In this case, the conditions of the exact Algorithm 2 defined in [6] are satisfied, as for any \(m \in \mathbb {R}\) there exists U m such that for all xm, ψ(x):=α2(x)+α(x)≤U m . Moreover, ψ is lower bounded uniformly by L. Then, GPE estimators may be computed by simulating the minimum of a Brownian bridge, and simulating Bessel bridges conditionally to this minimum, as proposed by [6].

The process solution to (17) is observed regularly at times t0=0,…,t50=100 through the observation process (Y k )0≤k≤50 defined as
$$Y_{k} = X_{k} + \varepsilon_{k}\;, $$
where the (ε k )0≤k≤50 are i.i.d. \( \mathcal {N}\left (0,\sigma ^{2}_{obs}\right)\). The parameters are given by
$$\theta =(\kappa=0.1,\sigma=0.1,\gamma=1000,\sigma_{{\text{obs}}} = 2)\;. $$
In the case of the log-growth model, the estimator \(\widehat {q}_{k}(\cdot)\) defined by Eq. (14) satisfies (11), leading to a GRand PaRIS algorithm with linear complexity in the number of particles. However, the remarks about the bound \(\widehat {\sigma }_{+}^{k}\) made for the SINE model above still hold in this case. The intermediate quantity of the EM algorithm is evaluated as for the SINE model, see Figs. 3, 9, and 10.
Fig. 9

Log-growth model - bias. Distribution of the empirical absolute relative bias

Fig. 10

Log-growth model - variance.
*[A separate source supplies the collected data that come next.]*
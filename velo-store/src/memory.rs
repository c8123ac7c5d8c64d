use async_trait::async_trait;
use chrono::{DateTime, Utc};
use std::collections::{HashMap, HashSet};
use std::sync::{Arc, Mutex as StdMutex, MutexGuard as StdMutexGuard};
use tokio::sync::{Mutex, OwnedMutexGuard};
use uuid::Uuid;
use velo_core::model::{Booking, BookingStatus, Ride};
use velo_core::repository::{BookingStore, BookingTx, SeatLedger};
use velo_core::{StoreError, StoreResult};

#[derive(Debug, Clone, Default)]
struct MemoryState {
    rides: HashMap<Uuid, Ride>,
    bookings: HashMap<Uuid, Booking>,
}

impl MemoryState {
    /// Same row rules as the `bookings` table constraints.
    fn check_row(&self, booking: &Booking) -> StoreResult<()> {
        let Some(reference) = booking.transaction_id.as_deref() else {
            return Ok(());
        };

        if !booking.status.allows_transaction() {
            return Err(StoreError::Query(format!(
                "booking {}: {} cannot carry a transaction id",
                booking.id, booking.status
            )));
        }

        let taken = self
            .bookings
            .values()
            .any(|other| other.id != booking.id && other.transaction_id.as_deref() == Some(reference));

        if taken {
            Err(StoreError::Conflict(format!("transaction_id {} already attached", reference)))
        } else {
            Ok(())
        }
    }

    fn complete(&mut self, id: Uuid, from: &[BookingStatus]) -> Option<Booking> {
        let booking = self.bookings.get_mut(&id)?;
        if !from.contains(&booking.status) {
            return None;
        }
        booking.status = BookingStatus::Completed;
        Some(booking.clone())
    }
}

#[derive(Default)]
struct Faults {
    bulk_completion: Option<StoreError>,
    row_completion: HashSet<Uuid>,
    commit: Option<StoreError>,
}

/// Store used by tests and local runs without Postgres.
///
/// Units of work are serialized on one lock and see a private copy of the state until commit.
#[derive(Default)]
pub struct InMemoryBookingStore {
    state: Arc<Mutex<MemoryState>>,
    faults: Arc<StdMutex<Faults>>,
}

impl InMemoryBookingStore {
    pub fn new() -> Self {
        Self::default()
    }

    pub async fn insert_ride(&self, ride: Ride) {
        self.state.lock().await.rides.insert(ride.id, ride);
    }

    /// Make the bulk completion statement fail with `error` (or succeed again with `None`).
    pub fn fail_bulk_completion(&self, error: Option<StoreError>) {
        self.faults().bulk_completion = error;
    }

    /// Make single-row completion of this booking fail.
    pub fn fail_row_completion(&self, booking_id: Uuid) {
        self.faults().row_completion.insert(booking_id);
    }

    /// Make the next unit-of-work commit fail with `error`.
    pub fn fail_next_commit(&self, error: StoreError) {
        self.faults().commit = Some(error);
    }

    fn faults(&self) -> StdMutexGuard<'_, Faults> {
        self.faults.lock().unwrap_or_else(|poisoned| poisoned.into_inner())
    }
}

#[async_trait]
impl BookingStore for InMemoryBookingStore {
    async fn begin(&self) -> StoreResult<Box<dyn BookingTx>> {
        let guard = self.state.clone().lock_owned().await;
        let staged = guard.clone();

        Ok(Box::new(MemoryBookingTx {
            guard: Some(guard),
            staged,
            faults: self.faults.clone(),
        }))
    }

    async fn insert_booking(&self, booking: &Booking) -> StoreResult<()> {
        let mut state = self.state.lock().await;
        if state.bookings.contains_key(&booking.id) {
            return Err(StoreError::Conflict(format!("booking {} already exists", booking.id)));
        }
        state.check_row(booking)?;
        state.bookings.insert(booking.id, booking.clone());
        Ok(())
    }

    async fn get_booking(&self, id: Uuid) -> StoreResult<Option<Booking>> {
        Ok(self.state.lock().await.bookings.get(&id).cloned())
    }

    async fn get_ride(&self, id: Uuid) -> StoreResult<Option<Ride>> {
        Ok(self.state.lock().await.rides.get(&id).cloned())
    }

    async fn transition_status(
        &self,
        id: Uuid,
        from: BookingStatus,
        to: BookingStatus,
    ) -> StoreResult<bool> {
        let mut state = self.state.lock().await;
        match state.bookings.get_mut(&id) {
            Some(booking) if booking.status == from => {
                booking.status = to;
                Ok(true)
            }
            _ => Ok(false),
        }
    }

    async fn record_payment_initiated(&self, id: Uuid, at: DateTime<Utc>) -> StoreResult<()> {
        if let Some(booking) = self.state.lock().await.bookings.get_mut(&id) {
            booking.payment_initiated_at.get_or_insert(at);
        }
        Ok(())
    }

    async fn list_bookings_for_ride(&self, ride_id: Uuid) -> StoreResult<Vec<Booking>> {
        let state = self.state.lock().await;
        let mut bookings: Vec<Booking> = state
            .bookings
            .values()
            .filter(|b| b.ride_id == ride_id)
            .cloned()
            .collect();
        bookings.sort_by_key(|b| b.requested_at);
        Ok(bookings)
    }

    async fn list_rides_for_owner(&self, owner_id: Uuid) -> StoreResult<Vec<Ride>> {
        let state = self.state.lock().await;
        let mut rides: Vec<Ride> = state
            .rides
            .values()
            .filter(|r| r.owner_id == owner_id)
            .cloned()
            .collect();
        rides.sort_by_key(|r| r.departure_at);
        Ok(rides)
    }

    async fn find_ended_ride_ids(
        &self,
        now: DateTime<Utc>,
        open: &[BookingStatus],
    ) -> StoreResult<Vec<Uuid>> {
        let state = self.state.lock().await;
        let mut ended: Vec<&Ride> = state
            .rides
            .values()
            .filter(|ride| ride.has_ended(now))
            .filter(|ride| {
                state
                    .bookings
                    .values()
                    .any(|b| b.ride_id == ride.id && open.contains(&b.status))
            })
            .collect();
        ended.sort_by_key(|r| r.departure_at);
        Ok(ended.into_iter().map(|r| r.id).collect())
    }

    async fn complete_ride_bookings(
        &self,
        ride_id: Uuid,
        from: &[BookingStatus],
    ) -> StoreResult<Vec<Booking>> {
        let injected = self.faults().bulk_completion.clone();
        if let Some(error) = injected {
            return Err(error);
        }

        let mut state = self.state.lock().await;
        let ids: Vec<Uuid> = state
            .bookings
            .values()
            .filter(|b| b.ride_id == ride_id && from.contains(&b.status))
            .map(|b| b.id)
            .collect();

        Ok(ids
            .into_iter()
            .filter_map(|id| state.complete(id, from))
            .collect())
    }

    async fn complete_booking(
        &self,
        id: Uuid,
        from: &[BookingStatus],
    ) -> StoreResult<Option<Booking>> {
        let injected = self.faults().row_completion.contains(&id);
        if injected {
            return Err(StoreError::Query(format!("update of booking {} failed", id)));
        }

        Ok(self.state.lock().await.complete(id, from))
    }
}

/// Holds the store lock for its whole lifetime; dropping it discards `staged`.
pub struct MemoryBookingTx {
    guard: Option<OwnedMutexGuard<MemoryState>>,
    staged: MemoryState,
    faults: Arc<StdMutex<Faults>>,
}

impl MemoryBookingTx {
    fn ensure_open(&self) -> StoreResult<()> {
        if self.guard.is_some() {
            Ok(())
        } else {
            Err(StoreError::Query("transaction already committed".to_string()))
        }
    }
}

#[async_trait]
impl SeatLedger for MemoryBookingTx {
    async fn conditional_decrement(&mut self, ride_id: Uuid, seats: u32) -> StoreResult<u64> {
        self.ensure_open()?;

        match self.staged.rides.get_mut(&ride_id) {
            Some(ride) if ride.seats_available >= seats => {
                ride.seats_available -= seats;
                Ok(1)
            }
            _ => Ok(0),
        }
    }
}

#[async_trait]
impl BookingTx for MemoryBookingTx {
    async fn lock_booking(&mut self, id: Uuid) -> StoreResult<Option<Booking>> {
        self.ensure_open()?;
        Ok(self.staged.bookings.get(&id).cloned())
    }

    async fn ride(&mut self, id: Uuid) -> StoreResult<Option<Ride>> {
        self.ensure_open()?;
        Ok(self.staged.rides.get(&id).cloned())
    }

    async fn transaction_exists(&mut self, transaction_id: &str) -> StoreResult<bool> {
        self.ensure_open()?;
        Ok(self
            .staged
            .bookings
            .values()
            .any(|b| b.transaction_id.as_deref() == Some(transaction_id)))
    }

    async fn save_booking(&mut self, booking: &Booking) -> StoreResult<()> {
        self.ensure_open()?;
        if !self.staged.bookings.contains_key(&booking.id) {
            return Err(StoreError::Query(format!("booking {} does not exist", booking.id)));
        }
        self.staged.check_row(booking)?;
        self.staged.bookings.insert(booking.id, booking.clone());
        Ok(())
    }

    async fn commit(&mut self) -> StoreResult<()> {
        let injected = self
            .faults
            .lock()
            .unwrap_or_else(|poisoned| poisoned.into_inner())
            .commit
            .take();
        if let Some(error) = injected {
            self.guard = None;
            return Err(error);
        }

        let mut guard = self
            .guard
            .take()
            .ok_or_else(|| StoreError::Query("transaction already committed".to_string()))?;
        *guard = std::mem::take(&mut self.staged);
        Ok(())
    }
}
Distribution of the empirical absolute coefficient of variation

The results for the fixed-lag technique are similar to the ones presented in [27, Figure 1] using the same model. For small lags, the variance of the estimates is small, but the estimation is highly biased. The bias rapidly decreases as the lag increases, together with a great increase of variance. Again, the GRand PaRIS algorithm outperforms the fixed lag smoother as it shows a similar (vanishing) bias as the fixed lag for the largest lag and a smaller variance than the fixed lags estimates with negligible bias.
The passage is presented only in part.